__WHAT YOU HAVE TO DO__. Please filter the entries for the word "capacity" and copy every line that has it.

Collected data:

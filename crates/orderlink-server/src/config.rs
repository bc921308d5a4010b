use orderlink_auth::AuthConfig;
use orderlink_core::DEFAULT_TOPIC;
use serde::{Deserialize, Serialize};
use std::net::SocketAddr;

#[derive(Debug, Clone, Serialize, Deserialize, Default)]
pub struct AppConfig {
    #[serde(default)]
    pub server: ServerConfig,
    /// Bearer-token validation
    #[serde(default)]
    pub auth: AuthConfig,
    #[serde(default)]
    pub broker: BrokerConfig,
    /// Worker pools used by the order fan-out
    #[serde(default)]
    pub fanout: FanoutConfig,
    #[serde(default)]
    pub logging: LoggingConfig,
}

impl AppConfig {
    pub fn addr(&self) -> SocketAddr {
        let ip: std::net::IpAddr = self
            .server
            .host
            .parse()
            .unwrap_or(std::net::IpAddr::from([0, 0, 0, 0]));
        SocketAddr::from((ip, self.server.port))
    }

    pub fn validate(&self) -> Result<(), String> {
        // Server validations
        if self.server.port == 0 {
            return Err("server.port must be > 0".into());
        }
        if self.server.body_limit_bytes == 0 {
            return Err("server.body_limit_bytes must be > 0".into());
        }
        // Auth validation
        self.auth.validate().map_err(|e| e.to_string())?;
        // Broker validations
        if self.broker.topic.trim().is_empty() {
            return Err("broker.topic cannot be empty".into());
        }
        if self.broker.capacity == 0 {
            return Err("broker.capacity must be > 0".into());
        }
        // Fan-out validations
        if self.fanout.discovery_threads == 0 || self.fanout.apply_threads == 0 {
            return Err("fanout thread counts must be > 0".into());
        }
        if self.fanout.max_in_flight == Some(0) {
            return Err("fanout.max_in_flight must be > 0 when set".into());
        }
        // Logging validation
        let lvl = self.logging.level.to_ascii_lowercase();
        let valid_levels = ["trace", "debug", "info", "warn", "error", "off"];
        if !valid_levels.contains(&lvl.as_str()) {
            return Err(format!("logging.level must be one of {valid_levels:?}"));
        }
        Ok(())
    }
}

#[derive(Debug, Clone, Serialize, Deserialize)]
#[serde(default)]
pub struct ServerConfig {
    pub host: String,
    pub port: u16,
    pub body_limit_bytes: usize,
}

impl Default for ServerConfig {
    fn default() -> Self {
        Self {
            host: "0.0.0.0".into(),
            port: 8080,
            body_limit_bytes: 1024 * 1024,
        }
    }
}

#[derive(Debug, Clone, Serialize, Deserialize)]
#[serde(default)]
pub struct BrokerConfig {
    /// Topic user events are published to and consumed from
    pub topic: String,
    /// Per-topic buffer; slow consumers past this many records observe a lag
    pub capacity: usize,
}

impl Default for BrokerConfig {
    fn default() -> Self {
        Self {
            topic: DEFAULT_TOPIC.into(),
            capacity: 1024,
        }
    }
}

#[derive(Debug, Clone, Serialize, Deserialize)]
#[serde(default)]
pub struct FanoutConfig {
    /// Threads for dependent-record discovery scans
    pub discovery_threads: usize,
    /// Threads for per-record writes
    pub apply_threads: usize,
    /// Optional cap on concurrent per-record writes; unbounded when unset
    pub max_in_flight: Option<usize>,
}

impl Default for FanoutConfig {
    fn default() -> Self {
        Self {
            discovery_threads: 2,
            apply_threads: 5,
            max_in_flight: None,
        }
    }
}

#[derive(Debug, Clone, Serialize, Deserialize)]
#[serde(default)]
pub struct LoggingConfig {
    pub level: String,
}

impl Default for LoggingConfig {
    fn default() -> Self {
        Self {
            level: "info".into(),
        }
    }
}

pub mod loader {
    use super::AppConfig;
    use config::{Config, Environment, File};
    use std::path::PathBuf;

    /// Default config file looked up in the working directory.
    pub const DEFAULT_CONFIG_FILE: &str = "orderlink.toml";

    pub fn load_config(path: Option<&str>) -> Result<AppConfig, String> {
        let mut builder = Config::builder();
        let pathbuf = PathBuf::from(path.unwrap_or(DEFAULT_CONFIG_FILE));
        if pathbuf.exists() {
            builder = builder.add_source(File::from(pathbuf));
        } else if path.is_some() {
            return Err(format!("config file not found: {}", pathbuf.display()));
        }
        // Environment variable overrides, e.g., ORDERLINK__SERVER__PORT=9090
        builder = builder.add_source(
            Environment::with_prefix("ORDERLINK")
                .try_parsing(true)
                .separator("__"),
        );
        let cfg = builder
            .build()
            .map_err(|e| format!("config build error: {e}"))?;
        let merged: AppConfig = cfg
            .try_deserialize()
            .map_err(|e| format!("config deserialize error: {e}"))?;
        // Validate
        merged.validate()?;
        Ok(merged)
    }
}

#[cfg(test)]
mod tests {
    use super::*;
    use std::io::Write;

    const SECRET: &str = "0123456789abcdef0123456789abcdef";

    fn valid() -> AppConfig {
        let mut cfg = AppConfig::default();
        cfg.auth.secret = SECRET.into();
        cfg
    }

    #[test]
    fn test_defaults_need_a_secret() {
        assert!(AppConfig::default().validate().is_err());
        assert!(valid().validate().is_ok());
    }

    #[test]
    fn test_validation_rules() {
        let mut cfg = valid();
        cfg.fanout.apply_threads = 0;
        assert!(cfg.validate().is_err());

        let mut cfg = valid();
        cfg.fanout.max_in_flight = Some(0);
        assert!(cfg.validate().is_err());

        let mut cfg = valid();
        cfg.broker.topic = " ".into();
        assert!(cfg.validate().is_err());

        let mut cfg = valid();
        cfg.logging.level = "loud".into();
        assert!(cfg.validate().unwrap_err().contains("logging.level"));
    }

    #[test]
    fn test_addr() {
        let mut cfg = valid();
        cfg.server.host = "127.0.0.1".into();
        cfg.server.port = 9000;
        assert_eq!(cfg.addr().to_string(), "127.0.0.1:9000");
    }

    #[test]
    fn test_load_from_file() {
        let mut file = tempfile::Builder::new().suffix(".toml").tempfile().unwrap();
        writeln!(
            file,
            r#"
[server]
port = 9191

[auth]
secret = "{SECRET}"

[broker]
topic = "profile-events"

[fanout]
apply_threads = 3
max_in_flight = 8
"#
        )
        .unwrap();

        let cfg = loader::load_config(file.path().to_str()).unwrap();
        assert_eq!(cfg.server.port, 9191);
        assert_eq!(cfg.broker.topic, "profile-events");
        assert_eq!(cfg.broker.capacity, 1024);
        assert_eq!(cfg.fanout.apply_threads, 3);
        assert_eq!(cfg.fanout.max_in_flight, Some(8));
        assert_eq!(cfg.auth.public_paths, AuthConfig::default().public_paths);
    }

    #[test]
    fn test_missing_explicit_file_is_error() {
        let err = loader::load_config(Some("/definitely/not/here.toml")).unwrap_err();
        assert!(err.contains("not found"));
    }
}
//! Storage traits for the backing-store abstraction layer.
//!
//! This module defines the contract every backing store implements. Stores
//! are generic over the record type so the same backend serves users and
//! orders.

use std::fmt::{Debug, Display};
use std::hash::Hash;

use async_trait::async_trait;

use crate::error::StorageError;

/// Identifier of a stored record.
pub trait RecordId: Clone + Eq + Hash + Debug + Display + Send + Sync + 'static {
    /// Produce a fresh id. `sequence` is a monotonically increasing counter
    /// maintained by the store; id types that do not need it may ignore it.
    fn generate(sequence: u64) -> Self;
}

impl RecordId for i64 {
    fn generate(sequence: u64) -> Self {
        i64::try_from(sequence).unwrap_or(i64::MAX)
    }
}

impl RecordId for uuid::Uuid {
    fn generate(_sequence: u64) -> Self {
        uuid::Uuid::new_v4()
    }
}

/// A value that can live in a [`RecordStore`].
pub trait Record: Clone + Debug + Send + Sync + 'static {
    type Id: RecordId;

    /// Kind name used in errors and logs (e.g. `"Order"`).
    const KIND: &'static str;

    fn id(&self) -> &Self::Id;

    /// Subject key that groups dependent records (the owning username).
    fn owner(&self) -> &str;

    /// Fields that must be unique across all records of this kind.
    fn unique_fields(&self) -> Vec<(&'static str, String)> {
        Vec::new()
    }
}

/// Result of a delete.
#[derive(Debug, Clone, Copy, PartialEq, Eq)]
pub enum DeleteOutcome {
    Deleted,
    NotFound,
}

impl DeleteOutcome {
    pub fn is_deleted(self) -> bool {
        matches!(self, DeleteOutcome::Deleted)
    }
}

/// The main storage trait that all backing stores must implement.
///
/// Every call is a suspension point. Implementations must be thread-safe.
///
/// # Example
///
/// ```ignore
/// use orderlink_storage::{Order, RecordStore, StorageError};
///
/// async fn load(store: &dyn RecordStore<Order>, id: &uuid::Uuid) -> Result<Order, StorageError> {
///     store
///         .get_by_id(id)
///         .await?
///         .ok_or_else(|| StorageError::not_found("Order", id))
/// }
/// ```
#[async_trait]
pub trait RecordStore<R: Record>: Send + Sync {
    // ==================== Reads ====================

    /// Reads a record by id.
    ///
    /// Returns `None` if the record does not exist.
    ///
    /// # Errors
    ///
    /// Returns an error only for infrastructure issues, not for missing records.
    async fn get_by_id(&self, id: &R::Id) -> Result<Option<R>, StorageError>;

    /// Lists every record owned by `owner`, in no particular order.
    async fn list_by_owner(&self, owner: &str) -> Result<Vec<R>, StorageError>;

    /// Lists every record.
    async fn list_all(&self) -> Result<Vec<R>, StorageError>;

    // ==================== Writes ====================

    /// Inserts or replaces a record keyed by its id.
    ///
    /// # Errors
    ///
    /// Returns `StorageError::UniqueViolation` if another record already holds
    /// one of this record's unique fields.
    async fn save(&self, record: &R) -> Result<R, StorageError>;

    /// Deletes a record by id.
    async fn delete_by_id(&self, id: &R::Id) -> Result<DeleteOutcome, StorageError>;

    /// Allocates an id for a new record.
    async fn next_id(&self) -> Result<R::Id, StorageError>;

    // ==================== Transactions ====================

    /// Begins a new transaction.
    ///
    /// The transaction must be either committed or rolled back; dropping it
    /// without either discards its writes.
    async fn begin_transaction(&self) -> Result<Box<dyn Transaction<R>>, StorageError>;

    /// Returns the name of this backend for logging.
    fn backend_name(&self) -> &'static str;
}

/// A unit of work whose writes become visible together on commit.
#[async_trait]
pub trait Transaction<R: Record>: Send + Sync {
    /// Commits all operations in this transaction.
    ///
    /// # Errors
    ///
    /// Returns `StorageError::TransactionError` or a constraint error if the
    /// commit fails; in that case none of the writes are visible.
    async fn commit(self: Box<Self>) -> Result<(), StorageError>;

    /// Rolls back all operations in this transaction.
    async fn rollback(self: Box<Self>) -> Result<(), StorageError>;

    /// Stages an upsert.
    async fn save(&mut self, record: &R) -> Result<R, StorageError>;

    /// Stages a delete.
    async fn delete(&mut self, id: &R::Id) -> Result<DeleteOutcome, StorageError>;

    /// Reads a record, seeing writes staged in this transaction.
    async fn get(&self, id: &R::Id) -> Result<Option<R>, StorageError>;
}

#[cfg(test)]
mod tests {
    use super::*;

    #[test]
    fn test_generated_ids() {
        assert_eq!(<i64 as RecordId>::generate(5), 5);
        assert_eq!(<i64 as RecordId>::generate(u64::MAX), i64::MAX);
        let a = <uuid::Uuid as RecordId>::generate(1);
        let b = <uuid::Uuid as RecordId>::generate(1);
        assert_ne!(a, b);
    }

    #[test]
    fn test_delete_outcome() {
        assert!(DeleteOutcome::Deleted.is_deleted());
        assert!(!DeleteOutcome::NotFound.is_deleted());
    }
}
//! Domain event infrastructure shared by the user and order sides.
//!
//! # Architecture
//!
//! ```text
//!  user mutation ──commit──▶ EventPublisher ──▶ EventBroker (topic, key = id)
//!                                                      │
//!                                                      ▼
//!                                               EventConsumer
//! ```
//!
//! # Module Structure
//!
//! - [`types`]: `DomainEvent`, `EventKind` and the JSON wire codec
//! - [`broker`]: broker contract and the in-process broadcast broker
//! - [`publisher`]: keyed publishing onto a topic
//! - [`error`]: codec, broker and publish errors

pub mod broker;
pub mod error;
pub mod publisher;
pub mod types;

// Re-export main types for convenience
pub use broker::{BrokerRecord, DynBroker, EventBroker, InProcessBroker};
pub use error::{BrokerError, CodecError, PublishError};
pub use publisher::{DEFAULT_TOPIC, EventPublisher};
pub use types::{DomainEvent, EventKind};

==

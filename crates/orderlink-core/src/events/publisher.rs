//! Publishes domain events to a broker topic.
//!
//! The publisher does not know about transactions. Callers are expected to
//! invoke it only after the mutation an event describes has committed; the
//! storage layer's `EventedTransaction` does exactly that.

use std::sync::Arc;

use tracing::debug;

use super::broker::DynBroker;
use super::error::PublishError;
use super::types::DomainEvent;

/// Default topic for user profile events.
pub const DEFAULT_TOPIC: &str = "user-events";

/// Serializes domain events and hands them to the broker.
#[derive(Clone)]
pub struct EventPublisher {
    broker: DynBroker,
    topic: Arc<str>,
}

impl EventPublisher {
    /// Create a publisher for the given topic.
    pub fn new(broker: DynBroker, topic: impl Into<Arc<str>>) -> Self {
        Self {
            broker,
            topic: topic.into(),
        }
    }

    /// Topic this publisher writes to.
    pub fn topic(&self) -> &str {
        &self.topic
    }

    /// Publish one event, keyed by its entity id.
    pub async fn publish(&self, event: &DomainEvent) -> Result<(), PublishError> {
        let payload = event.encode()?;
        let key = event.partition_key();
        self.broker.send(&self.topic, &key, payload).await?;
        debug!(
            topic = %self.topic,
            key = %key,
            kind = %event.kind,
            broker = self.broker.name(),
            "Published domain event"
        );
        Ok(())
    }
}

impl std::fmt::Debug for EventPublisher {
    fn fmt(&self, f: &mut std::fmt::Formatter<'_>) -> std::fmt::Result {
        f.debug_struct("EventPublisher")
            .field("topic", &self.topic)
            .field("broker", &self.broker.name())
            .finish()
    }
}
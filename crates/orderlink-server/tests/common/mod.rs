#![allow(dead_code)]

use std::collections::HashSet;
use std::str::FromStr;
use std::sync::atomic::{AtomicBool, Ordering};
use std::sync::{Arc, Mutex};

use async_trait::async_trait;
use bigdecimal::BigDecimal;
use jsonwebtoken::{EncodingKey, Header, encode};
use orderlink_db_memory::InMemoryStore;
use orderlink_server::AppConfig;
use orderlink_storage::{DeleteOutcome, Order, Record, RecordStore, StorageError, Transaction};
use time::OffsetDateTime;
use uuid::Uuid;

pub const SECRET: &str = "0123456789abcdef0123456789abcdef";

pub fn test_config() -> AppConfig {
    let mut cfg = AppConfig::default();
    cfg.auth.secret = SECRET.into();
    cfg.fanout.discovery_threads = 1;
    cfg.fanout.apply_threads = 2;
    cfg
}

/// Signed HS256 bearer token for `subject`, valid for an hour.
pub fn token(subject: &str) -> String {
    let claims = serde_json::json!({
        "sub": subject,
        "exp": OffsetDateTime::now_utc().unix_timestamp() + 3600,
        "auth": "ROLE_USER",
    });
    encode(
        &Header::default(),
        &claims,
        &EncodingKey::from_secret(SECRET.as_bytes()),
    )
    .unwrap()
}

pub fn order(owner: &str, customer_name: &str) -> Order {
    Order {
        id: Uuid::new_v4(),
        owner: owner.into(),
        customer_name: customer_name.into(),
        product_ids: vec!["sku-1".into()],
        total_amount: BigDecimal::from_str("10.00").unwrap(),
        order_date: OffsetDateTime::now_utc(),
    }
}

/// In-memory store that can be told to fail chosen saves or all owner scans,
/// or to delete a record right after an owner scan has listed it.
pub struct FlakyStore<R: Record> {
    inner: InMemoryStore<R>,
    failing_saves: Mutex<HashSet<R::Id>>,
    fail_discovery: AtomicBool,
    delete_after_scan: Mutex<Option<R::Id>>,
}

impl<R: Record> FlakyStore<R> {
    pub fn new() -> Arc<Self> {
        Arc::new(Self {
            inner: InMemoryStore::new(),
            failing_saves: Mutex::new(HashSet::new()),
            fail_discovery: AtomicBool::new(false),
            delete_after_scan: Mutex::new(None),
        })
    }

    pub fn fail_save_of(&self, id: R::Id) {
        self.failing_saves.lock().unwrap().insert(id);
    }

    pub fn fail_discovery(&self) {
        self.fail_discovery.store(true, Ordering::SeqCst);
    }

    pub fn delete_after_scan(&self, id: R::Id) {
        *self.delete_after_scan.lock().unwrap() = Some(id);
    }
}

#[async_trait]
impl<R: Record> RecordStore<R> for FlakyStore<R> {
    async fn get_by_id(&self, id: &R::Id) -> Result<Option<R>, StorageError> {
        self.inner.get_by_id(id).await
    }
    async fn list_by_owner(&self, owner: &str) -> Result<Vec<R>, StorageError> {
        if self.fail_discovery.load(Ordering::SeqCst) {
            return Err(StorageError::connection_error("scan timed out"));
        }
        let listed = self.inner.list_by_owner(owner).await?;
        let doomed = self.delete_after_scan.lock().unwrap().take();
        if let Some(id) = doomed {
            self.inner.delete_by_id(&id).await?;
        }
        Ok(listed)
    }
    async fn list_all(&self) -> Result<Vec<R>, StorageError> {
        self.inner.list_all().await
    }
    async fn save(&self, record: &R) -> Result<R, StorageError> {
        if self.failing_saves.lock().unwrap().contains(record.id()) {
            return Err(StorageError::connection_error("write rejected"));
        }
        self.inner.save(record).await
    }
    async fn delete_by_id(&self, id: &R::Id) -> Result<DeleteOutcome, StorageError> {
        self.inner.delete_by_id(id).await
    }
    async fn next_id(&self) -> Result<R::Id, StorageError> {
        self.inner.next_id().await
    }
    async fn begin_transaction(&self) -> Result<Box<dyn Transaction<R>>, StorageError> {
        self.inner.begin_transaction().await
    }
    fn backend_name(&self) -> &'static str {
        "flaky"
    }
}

__SOLUTION FOR THIS EXERCISE__.
        if self.broker.capacity == 0 {
            return Err("broker.capacity must be > 0".into());
    pub capacity: usize,
            capacity: 1024,
        assert_eq!(cfg.broker.capacity, 1024);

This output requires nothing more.